→ **GOAL OF THE EXERCISE**
Check every line of the entries for "anyhow", and copy the lines that hold it.

→ **THE DATA**

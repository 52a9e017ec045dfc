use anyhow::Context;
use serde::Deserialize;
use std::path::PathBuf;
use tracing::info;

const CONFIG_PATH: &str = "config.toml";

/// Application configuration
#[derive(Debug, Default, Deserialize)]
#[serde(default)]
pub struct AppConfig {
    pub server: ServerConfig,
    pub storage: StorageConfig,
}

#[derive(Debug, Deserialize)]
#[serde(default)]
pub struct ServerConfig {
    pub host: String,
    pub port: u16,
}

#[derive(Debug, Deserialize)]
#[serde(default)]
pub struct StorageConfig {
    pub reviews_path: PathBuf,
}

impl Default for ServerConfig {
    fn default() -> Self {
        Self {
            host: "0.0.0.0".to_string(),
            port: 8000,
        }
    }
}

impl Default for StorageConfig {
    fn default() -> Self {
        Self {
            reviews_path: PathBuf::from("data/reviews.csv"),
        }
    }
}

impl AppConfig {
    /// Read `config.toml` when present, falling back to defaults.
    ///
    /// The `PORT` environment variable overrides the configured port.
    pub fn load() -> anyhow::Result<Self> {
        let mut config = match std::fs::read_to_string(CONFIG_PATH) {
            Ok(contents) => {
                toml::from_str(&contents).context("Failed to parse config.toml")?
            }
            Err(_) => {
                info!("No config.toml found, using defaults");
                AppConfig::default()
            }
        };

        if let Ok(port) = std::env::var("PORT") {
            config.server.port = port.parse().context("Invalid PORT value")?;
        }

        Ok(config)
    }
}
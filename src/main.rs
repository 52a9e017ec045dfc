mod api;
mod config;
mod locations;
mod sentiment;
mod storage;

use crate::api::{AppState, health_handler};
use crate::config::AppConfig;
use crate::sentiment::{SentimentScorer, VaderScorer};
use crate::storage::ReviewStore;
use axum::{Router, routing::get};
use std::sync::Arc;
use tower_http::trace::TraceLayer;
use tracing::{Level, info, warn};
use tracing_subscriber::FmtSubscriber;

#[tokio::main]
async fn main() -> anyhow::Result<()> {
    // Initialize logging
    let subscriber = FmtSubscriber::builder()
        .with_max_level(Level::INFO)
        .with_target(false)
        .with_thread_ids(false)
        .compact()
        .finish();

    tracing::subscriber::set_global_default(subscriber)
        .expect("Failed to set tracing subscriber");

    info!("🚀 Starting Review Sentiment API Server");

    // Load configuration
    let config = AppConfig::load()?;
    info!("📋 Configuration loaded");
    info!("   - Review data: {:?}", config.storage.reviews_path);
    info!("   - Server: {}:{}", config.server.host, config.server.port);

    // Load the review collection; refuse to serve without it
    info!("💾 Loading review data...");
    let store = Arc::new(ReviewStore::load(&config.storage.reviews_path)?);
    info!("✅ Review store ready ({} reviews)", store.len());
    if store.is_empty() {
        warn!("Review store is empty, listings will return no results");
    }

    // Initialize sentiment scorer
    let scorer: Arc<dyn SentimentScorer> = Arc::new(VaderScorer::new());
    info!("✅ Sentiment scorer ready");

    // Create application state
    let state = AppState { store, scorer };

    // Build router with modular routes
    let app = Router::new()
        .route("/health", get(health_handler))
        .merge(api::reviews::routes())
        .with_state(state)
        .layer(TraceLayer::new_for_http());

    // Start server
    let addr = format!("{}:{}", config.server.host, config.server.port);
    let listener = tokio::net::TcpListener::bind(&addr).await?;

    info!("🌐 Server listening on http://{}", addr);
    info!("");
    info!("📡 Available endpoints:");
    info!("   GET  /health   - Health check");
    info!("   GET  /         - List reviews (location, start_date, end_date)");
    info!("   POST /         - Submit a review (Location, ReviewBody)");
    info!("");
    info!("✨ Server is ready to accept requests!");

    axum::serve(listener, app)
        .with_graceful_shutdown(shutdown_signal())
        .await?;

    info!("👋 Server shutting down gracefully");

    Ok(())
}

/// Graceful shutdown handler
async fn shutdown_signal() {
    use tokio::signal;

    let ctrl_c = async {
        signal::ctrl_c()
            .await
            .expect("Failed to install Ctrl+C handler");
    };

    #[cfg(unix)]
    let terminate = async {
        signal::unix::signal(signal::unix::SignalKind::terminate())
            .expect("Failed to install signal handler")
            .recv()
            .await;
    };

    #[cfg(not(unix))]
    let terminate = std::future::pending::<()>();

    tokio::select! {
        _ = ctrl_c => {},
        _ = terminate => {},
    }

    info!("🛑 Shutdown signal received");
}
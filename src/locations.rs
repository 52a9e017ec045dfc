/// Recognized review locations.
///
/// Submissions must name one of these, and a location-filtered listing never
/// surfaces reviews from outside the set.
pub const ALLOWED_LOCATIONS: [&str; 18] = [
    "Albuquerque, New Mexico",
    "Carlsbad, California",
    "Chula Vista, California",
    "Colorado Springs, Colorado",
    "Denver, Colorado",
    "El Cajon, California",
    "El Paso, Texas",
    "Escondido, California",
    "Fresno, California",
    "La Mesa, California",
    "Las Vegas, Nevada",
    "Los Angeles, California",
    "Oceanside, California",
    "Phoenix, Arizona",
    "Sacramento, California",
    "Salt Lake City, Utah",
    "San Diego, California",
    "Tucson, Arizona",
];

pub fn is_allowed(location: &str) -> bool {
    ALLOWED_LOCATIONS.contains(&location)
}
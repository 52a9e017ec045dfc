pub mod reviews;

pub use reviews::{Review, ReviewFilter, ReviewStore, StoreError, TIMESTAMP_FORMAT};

→ **THE ANSWER**
use anyhow::Context;
    pub fn load() -> anyhow::Result<Self> {
async fn main() -> anyhow::Result<()> {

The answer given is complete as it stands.